Now, of the 2.92, we seem to have about 2.69 in our assembly. That's about 92% of the genome seems to be represented in our assembled bases. There are gaps. There's about 149,000 gaps in the sequence. But all but 2,000 of them we have immediately spanned by pieces, because they live well within clones, and they are all going back through a finishing process and getting closed up.
Because of the wonderful mapping approach that was taken, all these pieces happen to live within a mere 2,000 components that have to be put onto the map. And the number of physical gaps, where we don't actually own a piece of DNA covering it right now, is under 1,000. Those are being worked through.
So that's a rough description. In any case, this is all just to say it's not done. But it's pretty far along. It's pretty far along.

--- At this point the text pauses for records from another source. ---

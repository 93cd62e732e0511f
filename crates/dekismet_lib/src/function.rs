use serde::{Deserialize, Serialize};
use tracing::debug;

use crate::RenderOptions;
use crate::expr::{ExprKind, KismetExpression, ObjectRef};
use crate::labels::collect_jump_targets;
use crate::render::{ExpressionRenderer, RenderMode};
use crate::structs::{PropertyValue, format_property_value};
use crate::types::{PropertyDesc, PropertyFlags, StructuralKind, prefix};

#[derive(Debug, Clone, PartialEq, Serialize, Deserialize)]
pub struct ScriptFunction {
    pub name: String,
    #[serde(default)]
    pub return_property: Option<PropertyDesc>,
    #[serde(default)]
    pub parameters: Vec<PropertyDesc>,
    #[serde(default)]
    pub script: Vec<KismetExpression>,
}

#[derive(Debug, Clone, PartialEq, Serialize, Deserialize)]
pub struct ClassProperty {
    pub property: PropertyDesc,
    #[serde(default)]
    pub default_value: Option<PropertyValue>,
}

#[derive(Debug, Clone, PartialEq, Serialize, Deserialize)]
pub struct ScriptClass {
    pub name: String,
    #[serde(default)]
    pub kind: StructuralKind,
    #[serde(default)]
    pub super_class: Option<ObjectRef>,
    #[serde(default)]
    pub properties: Vec<ClassProperty>,
    #[serde(default)]
    pub functions: Vec<ScriptFunction>,
}

impl ScriptClass {
    pub fn function(&self, name: &str) -> Option<&ScriptFunction> {
        self.functions.iter().find(|f| f.name == name)
    }
}

fn parameter_decl(param: &PropertyDesc) -> String {
    let constness = if param.flags.contains(PropertyFlags::CONST_PARM) {
        "const "
    } else {
        ""
    };
    let reference = if param.flags.intersects(PropertyFlags::OUT_PARM | PropertyFlags::REFERENCE_PARM) {
        "&"
    } else {
        ""
    };
    format!("{constness}{param}{reference} {}", param.name)
}

fn signature(function: &ScriptFunction) -> String {
    let return_type = function
        .return_property
        .as_ref()
        .map_or_else(|| "void".to_string(), ToString::to_string);
    let params = function
        .parameters
        .iter()
        .filter(|p| !p.flags.contains(PropertyFlags::RETURN_PARM))
        .map(parameter_decl)
        .collect::<Vec<_>>()
        .join(", ");
    format!("{return_type} {}({params})", function.name)
}

pub fn render_function(function: &ScriptFunction, options: RenderOptions) -> String {
    debug!(function = %function.name, statements = function.script.len(), "rendering function");

    let jump_targets = collect_jump_targets(&function.script);
    let mut renderer = ExpressionRenderer::new(&jump_targets, options);
    renderer.write(&format!("\t{}\n\t{{\n", signature(function)));
    for statement in &function.script {
        renderer.render(statement, RenderMode::Statement);
    }
    // EndOfScript already closes the body.
    if !matches!(function.script.last().map(|s| &s.kind), Some(ExprKind::EndOfScript)) {
        renderer.write("\t}\n");
    }
    renderer.finish()
}

pub fn render_class(class: &ScriptClass, options: RenderOptions) -> String {
    debug!(
        class = %class.name,
        properties = class.properties.len(),
        functions = class.functions.len(),
        "rendering class"
    );

    let mut out = format!("class {}{}", prefix(class.kind, &class.name), class.name);
    if let Some(super_class) = &class.super_class {
        out.push_str(&format!(
            " : public {}{}",
            prefix(super_class.kind, &super_class.name),
            super_class.name
        ));
    }
    out.push_str("\n{\npublic:\n");

    for field in &class.properties {
        let decl = format!("\t{} {}", field.property, field.property.name);
        match &field.default_value {
            Some(value) => out.push_str(&format!("{decl} = {};\n", format_property_value(value))),
            None => out.push_str(&format!("{decl};\n")),
        }
    }

    for (i, function) in class.functions.iter().enumerate() {
        if i > 0 || !class.properties.is_empty() {
            out.push('\n');
        }
        out.push_str(&render_function(function, options));
    }

    out.push_str("};\n");
    out
}

#[cfg(test)]
mod tests {
    use super::*;
    use crate::expr::PropertyPointer;
    use crate::types::PropertyKind;
    use pretty_assertions::assert_eq;

    fn node(index: u32, kind: ExprKind) -> KismetExpression {
        KismetExpression::new(index, kind)
    }

    fn door_open() -> ScriptFunction {
        ScriptFunction {
            name: "OpenDoor".into(),
            return_property: Some(PropertyDesc::new("ReturnValue", PropertyKind::Bool)),
            parameters: vec![
                PropertyDesc::new(
                    "Instigator",
                    PropertyKind::Object {
                        property_class: Some("Actor".into()),
                    },
                )
                .with_flags(PropertyFlags::PARM | PropertyFlags::CONST_PARM),
                PropertyDesc::new("Angle", PropertyKind::Float).with_flags(PropertyFlags::PARM | PropertyFlags::OUT_PARM),
                PropertyDesc::new("ReturnValue", PropertyKind::Bool)
                    .with_flags(PropertyFlags::PARM | PropertyFlags::RETURN_PARM),
            ],
            script: vec![
                node(
                    0,
                    ExprKind::Let {
                        value: PropertyPointer::legacy("Angle"),
                        variable: Box::new(node(
                            1,
                            ExprKind::LocalOutVariable {
                                variable: PropertyPointer::legacy("Angle"),
                            },
                        )),
                        assignment: Box::new(node(2, ExprKind::FloatConst { value: 90.0 })),
                    },
                ),
                node(
                    10,
                    ExprKind::Return {
                        return_expression: Box::new(node(11, ExprKind::True)),
                    },
                ),
                node(12, ExprKind::EndOfScript),
            ],
        }
    }

    #[test]
    fn test_render_function() {
        assert_eq!(
            render_function(&door_open(), RenderOptions::default()),
            "\tbool OpenDoor(const AActor Instigator, float& Angle)\n\t{\n\
             \t\tAngle = 90;\n\n\
             \t\treturn true;\n\n\
             \t}\n"
        );
    }

    #[test]
    fn test_function_without_end_of_script_is_closed() {
        let function = ScriptFunction {
            name: "Tick".into(),
            return_property: None,
            parameters: vec![],
            script: vec![node(0, ExprKind::Jump { code_offset: 0 })],
        };
        assert_eq!(
            render_function(&function, RenderOptions::default()),
            "\tvoid Tick()\n\t{\n\t\tLabel_0:\n\t\tgoto Label_0;\n\n\t}\n"
        );
    }

    #[test]
    fn test_render_class_outline() {
        let class = ScriptClass {
            name: "BP_Door_C".into(),
            kind: StructuralKind::BlueprintGeneratedClass,
            super_class: Some(ObjectRef::new("Actor", StructuralKind::BlueprintGeneratedClass)),
            properties: vec![
                ClassProperty {
                    property: PropertyDesc::new("bLocked", PropertyKind::Bool),
                    default_value: Some(PropertyValue::Bool(true)),
                },
                ClassProperty {
                    property: PropertyDesc::new("DoorName", PropertyKind::Name),
                    default_value: None,
                },
            ],
            functions: vec![ScriptFunction {
                name: "Lock".into(),
                return_property: None,
                parameters: vec![],
                script: vec![node(0, ExprKind::EndOfScript)],
            }],
        };
        assert_eq!(
            render_class(&class, RenderOptions::default()),
            "class ABP_Door_C : public AActor\n{\npublic:\n\
             \tbool bLocked = true;\n\
             \tFName DoorName;\n\
             \n\
             \tvoid Lock()\n\t{\n\t}\n\
             };\n"
        );
    }

    #[test]
    fn test_lookup_function_by_name() {
        let class = ScriptClass {
            name: "BP_Door_C".into(),
            kind: StructuralKind::BlueprintGeneratedClass,
            super_class: None,
            properties: vec![],
            functions: vec![door_open()],
        };
        assert!(class.function("OpenDoor").is_some());
        assert!(class.function("CloseDoor").is_none());
    }
}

Then there were our friends at the company.
[LAUGHTER]
So I keep reading, in the New York Times, how they beat us at this thing. It was really, really fun this week. We got to read the paper.
So they really did try their whole genome-shotgun thing. They generated a whole lot of data in house, about fivefold coverage. They report no assembly of it whatsoever. I assume, from the fact that nowhere in the paper have they attempted to assemble their data, that it didn't work at all.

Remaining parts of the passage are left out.